On May 17, 2018, it was reported that PayPal would be buying iZettle for $2.2 billion. The impending IPO was therefore cancelled. In April 2019, the U.K. regulator granted preliminary approval for the acquisition.

In February 2021, iZettle updated their name to Zettle by PayPal.

On May 10, 2021, Zettle by PayPal made card readers available to Big Issue vendors across the UK, allowing customers to purchase the magazine from the vendors via a contactless QR code payment. As the Big Issue magazine is sold by homeless people, it is reported that Zettle by PayPal is making the card readers available to vendors across the country for a reduced price and offering a per-transaction fee "significantly lower" than its standard rate.

==Products and services==

Zettle by PayPal offers financial and other services to meet the needs of small businesses within the following four core areas.

===Payments===
Zettle by PayPal offers a card acceptance service which enables small businesses to take credit and debit card payments. In 2013, Zettle by PayPal upgraded its system to include a Chip and PIN device alongside its previous model, allowing it to accept all major credit cards, including MasterCard, American Express, and Visa. In February 2015, Zettle by PayPal introduced Lite Reader, a new card reader which was offered to merchants free of charge. It was used by plugging it into the audio jack of iPhone, iPad or Android devices. In June 2016, Zettle by PayPal launched a new card terminal. Just as its previous siblings, the reader connects through Bluetooth and integrates both Chip and PIN and contactless payments. The new card reader replaced all previous card readers in Europe, and Zettle by PayPal was the first mobile payments company to accept contactless payments in the UK. This card reader also accepts all major cards including MasterCard, Visa and American Express.

===Point of sale===
Zettle by PayPal offers a software solution, the Zettle app, to record, manage and analyze sales. The first version of the Zettle app was launched in 2011, but then only supported iOS. Since 2012 the Zettle app is also available for Android. With Zettle's app, merchants can analyze credit card transactions and relay detailed information, i.e. top-selling products and average payment volume.

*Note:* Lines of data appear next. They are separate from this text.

//! Contract descriptors - the fixed function surfaces consumed by the call layer
//!
//! A descriptor is declarative data: an ordered list of function
//! signatures with input/output types and a mutability class, sourced
//! from an externally maintained ABI. It is immutable once built and is
//! never extended at runtime.

pub mod codec;

use alloy_json_abi::{JsonAbi, StateMutability};
use alloy_primitives::keccak256;
use serde::{Deserialize, Serialize};

use crate::error::{Error, Result};

/// A function parameter specification
#[derive(Debug, Clone, Serialize, Deserialize)]
pub struct ParamSpec {
    /// Parameter name (may be empty)
    pub name: String,
    /// Solidity type (e.g., "address", "uint256[4]", "int128")
    pub kind: String,
}

impl ParamSpec {
    pub fn new(name: &str, kind: &str) -> Self {
        Self {
            name: name.to_string(),
            kind: kind.to_string(),
        }
    }
}

/// Whether a function mutates remote state or only reads it
#[derive(Debug, Clone, Copy, PartialEq, Eq, Serialize, Deserialize)]
pub enum Mutability {
    /// Read-only; invoked as a simulated execution
    View,
    /// State-changing; invoked as a submitted transaction
    Mutating,
}

impl Mutability {
    pub fn is_view(self) -> bool {
        matches!(self, Mutability::View)
    }
}

impl From<StateMutability> for Mutability {
    fn from(state: StateMutability) -> Self {
        match state {
            StateMutability::Pure | StateMutability::View => Mutability::View,
            StateMutability::NonPayable | StateMutability::Payable => Mutability::Mutating,
        }
    }
}

/// A declared contract function with its canonical signature and selector
#[derive(Debug, Clone, Serialize, Deserialize)]
pub struct FunctionSpec {
    /// Function name
    pub name: String,
    /// Full signature string (e.g., "coins(int128)")
    pub signature: String,
    /// 4-byte function selector
    pub selector: [u8; 4],
    /// Input parameters
    pub inputs: Vec<ParamSpec>,
    /// Output parameters
    pub outputs: Vec<ParamSpec>,
    /// Mutability class
    pub mutability: Mutability,
}

impl FunctionSpec {
    /// Build a function spec from (name, type) pairs. The signature and
    /// selector are computed here and never change afterwards.
    pub fn new(
        name: &str,
        inputs: &[(&str, &str)],
        outputs: &[(&str, &str)],
        mutability: Mutability,
    ) -> Self {
        let inputs: Vec<ParamSpec> = inputs
            .iter()
            .map(|(name, kind)| ParamSpec::new(name, kind))
            .collect();
        let outputs: Vec<ParamSpec> = outputs
            .iter()
            .map(|(name, kind)| ParamSpec::new(name, kind))
            .collect();
        let signature = canonical_signature(name, &inputs);
        let selector = compute_selector(&signature);

        Self {
            name: name.to_string(),
            signature,
            selector,
            inputs,
            outputs,
            mutability,
        }
    }

    /// Get selector as hex string
    pub fn selector_hex(&self) -> String {
        format!("0x{}", hex::encode(self.selector))
    }
}

/// An ordered, immutable set of function signatures for one contract
#[derive(Debug, Clone, Default, Serialize, Deserialize)]
pub struct ContractDescriptor {
    name: String,
    functions: Vec<FunctionSpec>,
}

impl ContractDescriptor {
    /// Create an empty descriptor for the named contract
    pub fn new(name: &str) -> Self {
        Self {
            name: name.to_string(),
            functions: Vec::new(),
        }
    }

    /// Append a function signature
    ///
    /// Note: First function for a given name wins (no overwrite)
    pub fn with_function(mut self, function: FunctionSpec) -> Self {
        if self.function(&function.name).is_none() {
            self.functions.push(function);
        }
        self
    }

    /// Parse a descriptor from ABI JSON - either a raw fragment array or
    /// a Hardhat/Foundry artifact with an "abi" field.
    pub fn from_json(name: &str, content: &str) -> Result<Self> {
        let value: serde_json::Value = serde_json::from_str(content)
            .map_err(|err| Error::Abi(format!("{name}: {err}")))?;

        let abi_value = if value.is_array() {
            value
        } else if let Some(abi) = value.get("abi") {
            abi.clone()
        } else {
            return Err(Error::Abi(format!("{name}: no ABI array found")));
        };

        let abi: JsonAbi = serde_json::from_value(abi_value)
            .map_err(|err| Error::Abi(format!("{name}: {err}")))?;

        let mut descriptor = Self::new(name);
        for function in abi.functions() {
            let signature = function.signature();
            let selector = compute_selector(&signature);

            let inputs: Vec<ParamSpec> = function
                .inputs
                .iter()
                .map(|input| ParamSpec {
                    name: input.name.clone(),
                    kind: input.ty.to_string(),
                })
                .collect();
            let outputs: Vec<ParamSpec> = function
                .outputs
                .iter()
                .map(|output| ParamSpec {
                    name: output.name.clone(),
                    kind: output.ty.to_string(),
                })
                .collect();

            descriptor = descriptor.with_function(FunctionSpec {
                name: function.name.clone(),
                signature,
                selector,
                inputs,
                outputs,
                mutability: function.state_mutability.into(),
            });
        }

        Ok(descriptor)
    }

    /// Contract name
    pub fn name(&self) -> &str {
        &self.name
    }

    /// Look up a function by name
    pub fn function(&self, name: &str) -> Option<&FunctionSpec> {
        self.functions.iter().find(|function| function.name == name)
    }

    /// Look up a function by 4-byte selector
    pub fn by_selector(&self, selector: [u8; 4]) -> Option<&FunctionSpec> {
        self.functions
            .iter()
            .find(|function| function.selector == selector)
    }

    /// Iterate the declared functions, in declaration order
    pub fn functions(&self) -> impl Iterator<Item = &FunctionSpec> {
        self.functions.iter()
    }

    /// Get the number of declared functions
    pub fn len(&self) -> usize {
        self.functions.len()
    }

    /// Check if the descriptor is empty
    pub fn is_empty(&self) -> bool {
        self.functions.is_empty()
    }
}

fn canonical_signature(name: &str, inputs: &[ParamSpec]) -> String {
    let kinds: Vec<&str> = inputs.iter().map(|param| param.kind.as_str()).collect();
    format!("{}({})", name, kinds.join(","))
}

/// Compute the 4-byte function selector from a signature
fn compute_selector(signature: &str) -> [u8; 4] {
    let hash = keccak256(signature.as_bytes());
    [hash[0], hash[1], hash[2], hash[3]]
}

In September 2016, Zettle by PayPal acquired Intelligentpos to expand from mobile payments to broaden their suite of products within commerce solutions, and in particular within the hospitality sector. Intelligentpos, similar to Zettle by PayPal, offers a cloud-based software solution that helps with inventory, loyalty programs and customer flow.

===Small business loans===
In 2015, Zettle launched Zettle Advance, a small business financing service built upon the transaction data gathered at the point of sale. The offer is based on the user's sales history with Zettle. Its repayment is tied to its sales. The service is available in Europe.

===Partner applications===
Zettle by PayPal also offers access to third-party applications such as accounting software. Zettle by PayPal launched its first software development kit (SDK) in January 2014. The SDK provides developers with the ability to add payment services to Zettle's mobile apps. It can be used in any of the countries Zettle by PayPal is currently live in, allowing for users to take payments via the app from Zettle by PayPal's Chip and PIN reader, and return relevant information to the software to generate receipts.

==Markets==
Zettle by PayPal serves small businesses in 13 countries including Scandinavia, US, parts of Europe, the United Kingdom, Mexico and Brazil.

The Zettle by PayPal service was first launched in Sweden in 2011, followed by Denmark, Finland and Norway. In 2012, the company expanded into the United Kingdom, Germany, and Spain. The company launched its service in Mexico in June 2013 and in Brazil in August 2013, marking the first time the company has operated outside of Europe. Zettle by PayPal later launched its service in the Netherlands, France and Italy.

Zettle by PayPal is based in their headquarters in Stockholm, Sweden, but also have offices in Germany, United Kingdom, Brazil and Mexico.

In May 2018, iZettle announced that it intended to file for an IPO for $1.1 billion on the Stockholm stock exchange sometime in 2018 but this was pre-empted by a $2.2 billion acquisition offer by PayPal.